(Stored items)
------------------------------
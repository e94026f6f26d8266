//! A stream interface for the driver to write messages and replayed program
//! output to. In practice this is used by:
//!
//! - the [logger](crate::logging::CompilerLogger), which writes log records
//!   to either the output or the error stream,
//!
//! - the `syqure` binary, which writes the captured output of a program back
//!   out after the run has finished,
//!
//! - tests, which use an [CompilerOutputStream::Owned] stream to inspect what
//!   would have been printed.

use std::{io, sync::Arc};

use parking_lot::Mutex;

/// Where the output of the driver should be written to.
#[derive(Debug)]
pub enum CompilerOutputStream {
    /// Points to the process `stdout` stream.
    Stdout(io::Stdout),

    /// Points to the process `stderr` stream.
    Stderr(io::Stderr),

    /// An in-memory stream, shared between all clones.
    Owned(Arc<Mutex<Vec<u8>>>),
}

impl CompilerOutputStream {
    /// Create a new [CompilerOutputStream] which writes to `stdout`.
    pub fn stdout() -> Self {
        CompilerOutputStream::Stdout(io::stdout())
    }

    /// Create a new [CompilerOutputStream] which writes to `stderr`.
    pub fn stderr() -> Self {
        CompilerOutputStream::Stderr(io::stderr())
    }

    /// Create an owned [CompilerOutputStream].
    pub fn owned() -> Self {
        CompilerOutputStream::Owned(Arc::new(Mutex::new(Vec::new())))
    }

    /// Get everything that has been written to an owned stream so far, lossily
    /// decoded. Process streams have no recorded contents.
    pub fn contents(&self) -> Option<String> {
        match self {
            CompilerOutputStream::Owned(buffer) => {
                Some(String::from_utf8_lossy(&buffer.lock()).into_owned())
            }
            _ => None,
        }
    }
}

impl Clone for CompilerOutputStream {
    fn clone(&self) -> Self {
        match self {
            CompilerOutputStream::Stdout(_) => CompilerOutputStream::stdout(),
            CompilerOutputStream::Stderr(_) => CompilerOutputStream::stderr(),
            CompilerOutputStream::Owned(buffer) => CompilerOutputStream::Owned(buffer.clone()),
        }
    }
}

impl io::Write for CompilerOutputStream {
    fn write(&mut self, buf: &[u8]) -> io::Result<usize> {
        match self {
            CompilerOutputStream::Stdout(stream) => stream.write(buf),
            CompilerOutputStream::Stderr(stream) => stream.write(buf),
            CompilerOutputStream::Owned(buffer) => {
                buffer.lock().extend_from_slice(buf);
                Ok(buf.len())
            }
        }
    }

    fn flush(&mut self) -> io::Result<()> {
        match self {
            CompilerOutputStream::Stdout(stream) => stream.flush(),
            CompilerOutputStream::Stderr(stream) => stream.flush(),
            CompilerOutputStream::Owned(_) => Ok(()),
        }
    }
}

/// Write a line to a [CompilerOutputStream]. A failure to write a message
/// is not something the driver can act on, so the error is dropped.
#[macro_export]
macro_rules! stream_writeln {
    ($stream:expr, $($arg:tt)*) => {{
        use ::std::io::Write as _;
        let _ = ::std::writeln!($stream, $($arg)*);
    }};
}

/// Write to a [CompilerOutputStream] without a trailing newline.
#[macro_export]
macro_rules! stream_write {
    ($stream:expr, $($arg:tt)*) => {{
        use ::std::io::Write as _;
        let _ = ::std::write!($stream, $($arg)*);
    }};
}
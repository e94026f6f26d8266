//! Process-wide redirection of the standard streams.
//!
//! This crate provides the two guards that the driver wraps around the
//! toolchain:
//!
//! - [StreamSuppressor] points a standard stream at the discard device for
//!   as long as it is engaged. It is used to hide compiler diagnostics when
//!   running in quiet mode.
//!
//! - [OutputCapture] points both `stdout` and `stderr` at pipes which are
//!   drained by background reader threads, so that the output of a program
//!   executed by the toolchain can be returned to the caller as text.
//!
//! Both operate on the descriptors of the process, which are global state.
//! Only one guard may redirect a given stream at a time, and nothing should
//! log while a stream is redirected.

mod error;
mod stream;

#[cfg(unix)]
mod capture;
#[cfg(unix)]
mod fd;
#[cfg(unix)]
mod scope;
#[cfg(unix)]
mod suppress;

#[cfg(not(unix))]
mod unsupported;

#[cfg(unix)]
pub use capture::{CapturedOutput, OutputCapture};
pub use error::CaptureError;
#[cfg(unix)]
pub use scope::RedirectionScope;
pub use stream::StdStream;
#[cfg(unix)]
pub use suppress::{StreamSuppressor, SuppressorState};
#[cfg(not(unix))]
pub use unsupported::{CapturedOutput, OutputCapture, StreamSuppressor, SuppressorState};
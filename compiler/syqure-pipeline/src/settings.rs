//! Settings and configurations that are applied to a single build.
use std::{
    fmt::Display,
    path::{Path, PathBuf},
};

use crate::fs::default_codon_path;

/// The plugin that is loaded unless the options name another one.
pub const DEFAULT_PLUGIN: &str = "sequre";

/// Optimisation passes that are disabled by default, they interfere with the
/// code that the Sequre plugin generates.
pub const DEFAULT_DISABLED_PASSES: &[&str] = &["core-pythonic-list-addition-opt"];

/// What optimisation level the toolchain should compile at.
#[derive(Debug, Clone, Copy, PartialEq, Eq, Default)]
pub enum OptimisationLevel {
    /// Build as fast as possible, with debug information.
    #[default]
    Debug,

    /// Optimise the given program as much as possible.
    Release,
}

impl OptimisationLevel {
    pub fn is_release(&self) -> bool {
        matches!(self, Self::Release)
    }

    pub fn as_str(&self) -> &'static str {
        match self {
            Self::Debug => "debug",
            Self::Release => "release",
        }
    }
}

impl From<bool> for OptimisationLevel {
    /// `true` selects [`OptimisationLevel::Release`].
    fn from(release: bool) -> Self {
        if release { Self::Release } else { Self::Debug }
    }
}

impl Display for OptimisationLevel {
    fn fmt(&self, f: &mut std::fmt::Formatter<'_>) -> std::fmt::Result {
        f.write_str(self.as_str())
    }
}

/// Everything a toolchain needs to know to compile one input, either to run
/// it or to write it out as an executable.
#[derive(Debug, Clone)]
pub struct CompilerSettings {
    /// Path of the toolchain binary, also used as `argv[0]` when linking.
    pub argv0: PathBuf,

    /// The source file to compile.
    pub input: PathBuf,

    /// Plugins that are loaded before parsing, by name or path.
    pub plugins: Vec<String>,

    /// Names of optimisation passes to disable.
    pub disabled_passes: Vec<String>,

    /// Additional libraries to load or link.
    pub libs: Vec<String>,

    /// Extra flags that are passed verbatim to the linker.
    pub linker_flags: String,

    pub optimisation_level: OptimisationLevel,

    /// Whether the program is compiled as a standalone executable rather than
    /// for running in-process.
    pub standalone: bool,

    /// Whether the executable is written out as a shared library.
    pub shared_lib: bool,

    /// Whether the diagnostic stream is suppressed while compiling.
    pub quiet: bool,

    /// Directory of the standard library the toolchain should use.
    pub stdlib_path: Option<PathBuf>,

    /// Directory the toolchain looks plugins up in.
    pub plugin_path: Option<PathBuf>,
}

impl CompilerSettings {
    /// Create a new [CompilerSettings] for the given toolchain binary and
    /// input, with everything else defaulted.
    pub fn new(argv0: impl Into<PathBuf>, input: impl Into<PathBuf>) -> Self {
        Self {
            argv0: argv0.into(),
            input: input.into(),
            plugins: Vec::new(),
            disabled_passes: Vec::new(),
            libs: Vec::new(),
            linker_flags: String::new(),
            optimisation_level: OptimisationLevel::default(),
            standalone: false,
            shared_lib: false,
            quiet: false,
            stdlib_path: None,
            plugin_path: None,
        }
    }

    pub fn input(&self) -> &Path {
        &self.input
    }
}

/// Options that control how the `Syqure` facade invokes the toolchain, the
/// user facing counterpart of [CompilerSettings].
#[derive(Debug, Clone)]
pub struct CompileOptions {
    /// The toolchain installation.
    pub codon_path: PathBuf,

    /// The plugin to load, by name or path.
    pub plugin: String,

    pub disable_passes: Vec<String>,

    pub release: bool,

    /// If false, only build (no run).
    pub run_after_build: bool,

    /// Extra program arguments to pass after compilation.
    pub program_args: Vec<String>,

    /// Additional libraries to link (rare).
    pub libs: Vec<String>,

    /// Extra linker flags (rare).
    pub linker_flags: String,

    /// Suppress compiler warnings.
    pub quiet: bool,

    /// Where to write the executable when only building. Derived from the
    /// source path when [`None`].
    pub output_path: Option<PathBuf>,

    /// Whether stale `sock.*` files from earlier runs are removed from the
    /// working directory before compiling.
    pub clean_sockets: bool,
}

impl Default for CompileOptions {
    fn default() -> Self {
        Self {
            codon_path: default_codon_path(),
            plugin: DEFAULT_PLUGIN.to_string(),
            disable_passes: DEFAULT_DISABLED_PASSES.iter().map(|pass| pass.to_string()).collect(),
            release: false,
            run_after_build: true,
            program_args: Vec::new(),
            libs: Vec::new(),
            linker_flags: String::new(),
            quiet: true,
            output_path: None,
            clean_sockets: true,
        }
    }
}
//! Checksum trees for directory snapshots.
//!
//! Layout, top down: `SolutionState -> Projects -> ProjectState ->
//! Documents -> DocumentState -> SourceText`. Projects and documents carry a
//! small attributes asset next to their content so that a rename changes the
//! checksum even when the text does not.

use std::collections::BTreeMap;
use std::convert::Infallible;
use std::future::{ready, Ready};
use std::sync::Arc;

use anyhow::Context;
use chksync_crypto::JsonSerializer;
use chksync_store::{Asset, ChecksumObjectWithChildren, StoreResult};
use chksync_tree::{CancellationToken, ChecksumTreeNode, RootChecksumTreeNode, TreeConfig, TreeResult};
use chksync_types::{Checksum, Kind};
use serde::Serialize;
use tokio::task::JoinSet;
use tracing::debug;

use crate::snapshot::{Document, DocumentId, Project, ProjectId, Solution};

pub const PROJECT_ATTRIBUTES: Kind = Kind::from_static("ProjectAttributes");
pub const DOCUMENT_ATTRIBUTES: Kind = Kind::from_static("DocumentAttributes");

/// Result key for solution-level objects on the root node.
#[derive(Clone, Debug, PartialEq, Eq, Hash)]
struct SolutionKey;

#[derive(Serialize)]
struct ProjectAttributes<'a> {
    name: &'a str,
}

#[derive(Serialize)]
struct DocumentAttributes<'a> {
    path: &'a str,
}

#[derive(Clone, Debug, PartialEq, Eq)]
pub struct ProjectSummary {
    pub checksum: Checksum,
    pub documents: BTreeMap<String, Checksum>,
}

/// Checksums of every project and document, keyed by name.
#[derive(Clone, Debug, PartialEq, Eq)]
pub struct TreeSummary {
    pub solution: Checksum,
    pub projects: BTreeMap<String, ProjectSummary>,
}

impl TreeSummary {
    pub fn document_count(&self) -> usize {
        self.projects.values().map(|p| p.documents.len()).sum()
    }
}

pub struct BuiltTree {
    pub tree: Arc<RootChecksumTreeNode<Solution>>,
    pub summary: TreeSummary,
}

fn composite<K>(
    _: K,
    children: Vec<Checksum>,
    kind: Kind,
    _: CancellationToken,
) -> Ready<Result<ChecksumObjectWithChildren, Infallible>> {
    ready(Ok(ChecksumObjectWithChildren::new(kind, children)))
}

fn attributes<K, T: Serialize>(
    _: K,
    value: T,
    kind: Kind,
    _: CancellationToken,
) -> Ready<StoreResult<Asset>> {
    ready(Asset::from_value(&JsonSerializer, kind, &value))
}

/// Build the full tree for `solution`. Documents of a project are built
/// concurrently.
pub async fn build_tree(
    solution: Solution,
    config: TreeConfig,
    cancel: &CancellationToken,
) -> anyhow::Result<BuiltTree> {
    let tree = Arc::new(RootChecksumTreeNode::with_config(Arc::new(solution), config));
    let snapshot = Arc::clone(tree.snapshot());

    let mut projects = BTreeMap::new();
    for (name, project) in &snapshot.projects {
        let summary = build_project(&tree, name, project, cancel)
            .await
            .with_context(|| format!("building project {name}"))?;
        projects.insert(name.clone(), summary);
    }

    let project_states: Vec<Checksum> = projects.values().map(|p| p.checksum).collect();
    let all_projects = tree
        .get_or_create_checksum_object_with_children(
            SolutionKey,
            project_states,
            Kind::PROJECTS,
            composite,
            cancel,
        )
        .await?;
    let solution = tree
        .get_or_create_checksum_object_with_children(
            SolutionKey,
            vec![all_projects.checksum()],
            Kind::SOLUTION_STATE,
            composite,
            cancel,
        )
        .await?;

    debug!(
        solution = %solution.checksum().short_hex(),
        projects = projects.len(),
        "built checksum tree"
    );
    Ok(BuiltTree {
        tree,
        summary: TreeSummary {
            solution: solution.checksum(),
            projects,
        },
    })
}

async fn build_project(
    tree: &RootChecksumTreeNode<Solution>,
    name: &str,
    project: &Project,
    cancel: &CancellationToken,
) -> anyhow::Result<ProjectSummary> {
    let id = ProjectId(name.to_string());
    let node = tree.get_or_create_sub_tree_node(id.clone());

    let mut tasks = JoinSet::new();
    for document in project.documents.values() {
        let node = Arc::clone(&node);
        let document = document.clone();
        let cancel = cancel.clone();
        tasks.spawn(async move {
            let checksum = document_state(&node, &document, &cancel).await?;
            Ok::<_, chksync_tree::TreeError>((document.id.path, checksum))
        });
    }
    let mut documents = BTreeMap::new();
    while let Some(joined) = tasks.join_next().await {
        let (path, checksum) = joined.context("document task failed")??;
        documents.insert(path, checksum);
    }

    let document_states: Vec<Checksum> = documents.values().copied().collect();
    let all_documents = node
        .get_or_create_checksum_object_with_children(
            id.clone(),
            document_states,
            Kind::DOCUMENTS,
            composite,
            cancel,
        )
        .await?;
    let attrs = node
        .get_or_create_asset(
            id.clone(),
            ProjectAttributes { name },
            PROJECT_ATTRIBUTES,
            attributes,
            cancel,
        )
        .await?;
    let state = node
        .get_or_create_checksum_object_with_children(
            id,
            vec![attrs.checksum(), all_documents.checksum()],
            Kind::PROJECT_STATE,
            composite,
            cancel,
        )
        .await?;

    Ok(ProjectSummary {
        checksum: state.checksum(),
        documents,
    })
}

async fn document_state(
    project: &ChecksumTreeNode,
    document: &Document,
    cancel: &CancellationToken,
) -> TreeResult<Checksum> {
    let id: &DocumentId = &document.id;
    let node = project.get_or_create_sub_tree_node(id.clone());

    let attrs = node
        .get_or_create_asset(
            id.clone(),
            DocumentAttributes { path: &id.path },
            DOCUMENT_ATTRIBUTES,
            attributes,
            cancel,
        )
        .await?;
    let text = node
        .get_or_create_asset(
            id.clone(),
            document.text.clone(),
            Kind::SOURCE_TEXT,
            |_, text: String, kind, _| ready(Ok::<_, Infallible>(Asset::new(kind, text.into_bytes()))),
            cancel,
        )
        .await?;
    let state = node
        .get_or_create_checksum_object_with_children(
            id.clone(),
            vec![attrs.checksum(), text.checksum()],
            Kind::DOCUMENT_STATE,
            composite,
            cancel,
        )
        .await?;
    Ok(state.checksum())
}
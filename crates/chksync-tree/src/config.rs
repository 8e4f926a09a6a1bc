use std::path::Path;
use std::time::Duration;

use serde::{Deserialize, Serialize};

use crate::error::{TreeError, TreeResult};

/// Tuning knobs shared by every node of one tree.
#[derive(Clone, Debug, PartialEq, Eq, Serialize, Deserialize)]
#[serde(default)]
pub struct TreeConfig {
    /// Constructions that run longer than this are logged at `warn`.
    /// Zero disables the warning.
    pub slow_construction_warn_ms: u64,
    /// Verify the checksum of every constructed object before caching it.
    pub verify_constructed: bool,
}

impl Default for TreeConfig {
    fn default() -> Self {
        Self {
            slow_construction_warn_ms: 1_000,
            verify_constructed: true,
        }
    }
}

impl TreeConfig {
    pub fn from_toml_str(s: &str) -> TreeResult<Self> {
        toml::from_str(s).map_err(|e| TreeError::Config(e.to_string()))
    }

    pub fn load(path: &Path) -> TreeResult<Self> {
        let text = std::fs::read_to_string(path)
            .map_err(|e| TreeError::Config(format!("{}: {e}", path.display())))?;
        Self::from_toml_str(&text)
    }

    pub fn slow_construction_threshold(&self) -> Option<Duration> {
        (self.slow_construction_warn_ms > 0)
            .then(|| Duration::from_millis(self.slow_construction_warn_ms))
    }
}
------------------------------
Exercise
Copy the lines that hold the word "filename". Take them from the records above.

Response
filename compiler/syqure-pipeline/src/settings.rs
filename crates/chksync-tree/src/config.rs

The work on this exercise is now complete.